[Records drawn from a dataset]

====================

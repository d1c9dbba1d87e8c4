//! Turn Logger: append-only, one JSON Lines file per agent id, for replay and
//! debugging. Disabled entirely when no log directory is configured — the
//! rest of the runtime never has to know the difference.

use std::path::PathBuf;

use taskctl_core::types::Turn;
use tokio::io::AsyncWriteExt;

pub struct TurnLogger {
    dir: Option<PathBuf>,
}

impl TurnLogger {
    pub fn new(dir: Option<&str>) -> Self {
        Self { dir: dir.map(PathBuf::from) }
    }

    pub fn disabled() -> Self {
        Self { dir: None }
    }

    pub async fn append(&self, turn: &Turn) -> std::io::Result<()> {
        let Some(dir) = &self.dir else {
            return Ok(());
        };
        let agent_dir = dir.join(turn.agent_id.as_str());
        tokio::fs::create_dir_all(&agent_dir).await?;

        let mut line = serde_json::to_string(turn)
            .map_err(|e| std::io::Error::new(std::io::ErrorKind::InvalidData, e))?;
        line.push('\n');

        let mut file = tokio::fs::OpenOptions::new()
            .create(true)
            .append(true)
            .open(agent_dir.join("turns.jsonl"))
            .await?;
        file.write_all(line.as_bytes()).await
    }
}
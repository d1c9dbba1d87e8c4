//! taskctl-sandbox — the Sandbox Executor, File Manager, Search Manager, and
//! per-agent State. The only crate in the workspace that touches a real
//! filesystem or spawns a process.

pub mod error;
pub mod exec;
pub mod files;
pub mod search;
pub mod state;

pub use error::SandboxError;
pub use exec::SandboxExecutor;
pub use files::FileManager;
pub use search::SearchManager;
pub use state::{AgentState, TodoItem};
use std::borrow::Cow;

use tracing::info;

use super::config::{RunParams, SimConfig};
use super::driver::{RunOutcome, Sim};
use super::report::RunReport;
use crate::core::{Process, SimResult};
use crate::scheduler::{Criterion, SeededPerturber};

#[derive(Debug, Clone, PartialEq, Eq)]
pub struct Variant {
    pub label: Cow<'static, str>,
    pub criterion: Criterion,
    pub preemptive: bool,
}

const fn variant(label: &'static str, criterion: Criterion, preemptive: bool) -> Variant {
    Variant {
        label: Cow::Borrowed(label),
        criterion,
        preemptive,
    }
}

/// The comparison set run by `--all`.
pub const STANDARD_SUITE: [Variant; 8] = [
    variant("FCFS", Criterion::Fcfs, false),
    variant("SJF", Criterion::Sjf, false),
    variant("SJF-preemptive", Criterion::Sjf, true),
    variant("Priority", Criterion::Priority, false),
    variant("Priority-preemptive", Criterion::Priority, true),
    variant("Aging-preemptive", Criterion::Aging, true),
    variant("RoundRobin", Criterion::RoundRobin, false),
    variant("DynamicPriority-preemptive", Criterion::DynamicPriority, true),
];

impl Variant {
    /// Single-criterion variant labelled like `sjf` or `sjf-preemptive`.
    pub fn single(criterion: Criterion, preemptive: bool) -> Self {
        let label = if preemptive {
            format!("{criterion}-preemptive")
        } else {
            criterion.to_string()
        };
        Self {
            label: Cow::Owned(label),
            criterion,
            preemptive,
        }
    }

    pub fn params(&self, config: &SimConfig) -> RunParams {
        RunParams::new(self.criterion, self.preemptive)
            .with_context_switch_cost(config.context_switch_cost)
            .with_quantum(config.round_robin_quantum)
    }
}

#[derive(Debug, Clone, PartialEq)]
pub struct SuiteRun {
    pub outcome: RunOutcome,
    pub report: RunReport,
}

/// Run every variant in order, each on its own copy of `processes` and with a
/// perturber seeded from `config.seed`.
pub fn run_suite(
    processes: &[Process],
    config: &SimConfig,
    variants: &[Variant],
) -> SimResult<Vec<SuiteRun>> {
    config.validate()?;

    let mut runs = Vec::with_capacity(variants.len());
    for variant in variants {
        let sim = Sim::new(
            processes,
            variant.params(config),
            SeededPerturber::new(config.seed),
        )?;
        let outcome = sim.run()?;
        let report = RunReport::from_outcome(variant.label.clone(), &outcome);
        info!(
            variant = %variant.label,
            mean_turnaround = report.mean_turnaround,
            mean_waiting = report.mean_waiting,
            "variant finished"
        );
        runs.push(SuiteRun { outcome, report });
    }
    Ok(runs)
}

====================

# ACTIVITY:
Where the line with "pub fn new(dir: Option<&str>)" ends, your copy should end too; please return exactly the lines from the first line of the data through it.

# TASK ANSWER:
repository d1c9dbba1d87e8c4
//! Turn Logger: append-only, one JSON Lines file per agent id, for replay and
//! debugging. Disabled entirely when no log directory is configured — the
//! rest of the runtime never has to know the difference.

use std::path::PathBuf;

use taskctl_core::types::Turn;
use tokio::io::AsyncWriteExt;

pub struct TurnLogger {
    dir: Option<PathBuf>,
}

impl TurnLogger {
    pub fn new(dir: Option<&str>) -> Self {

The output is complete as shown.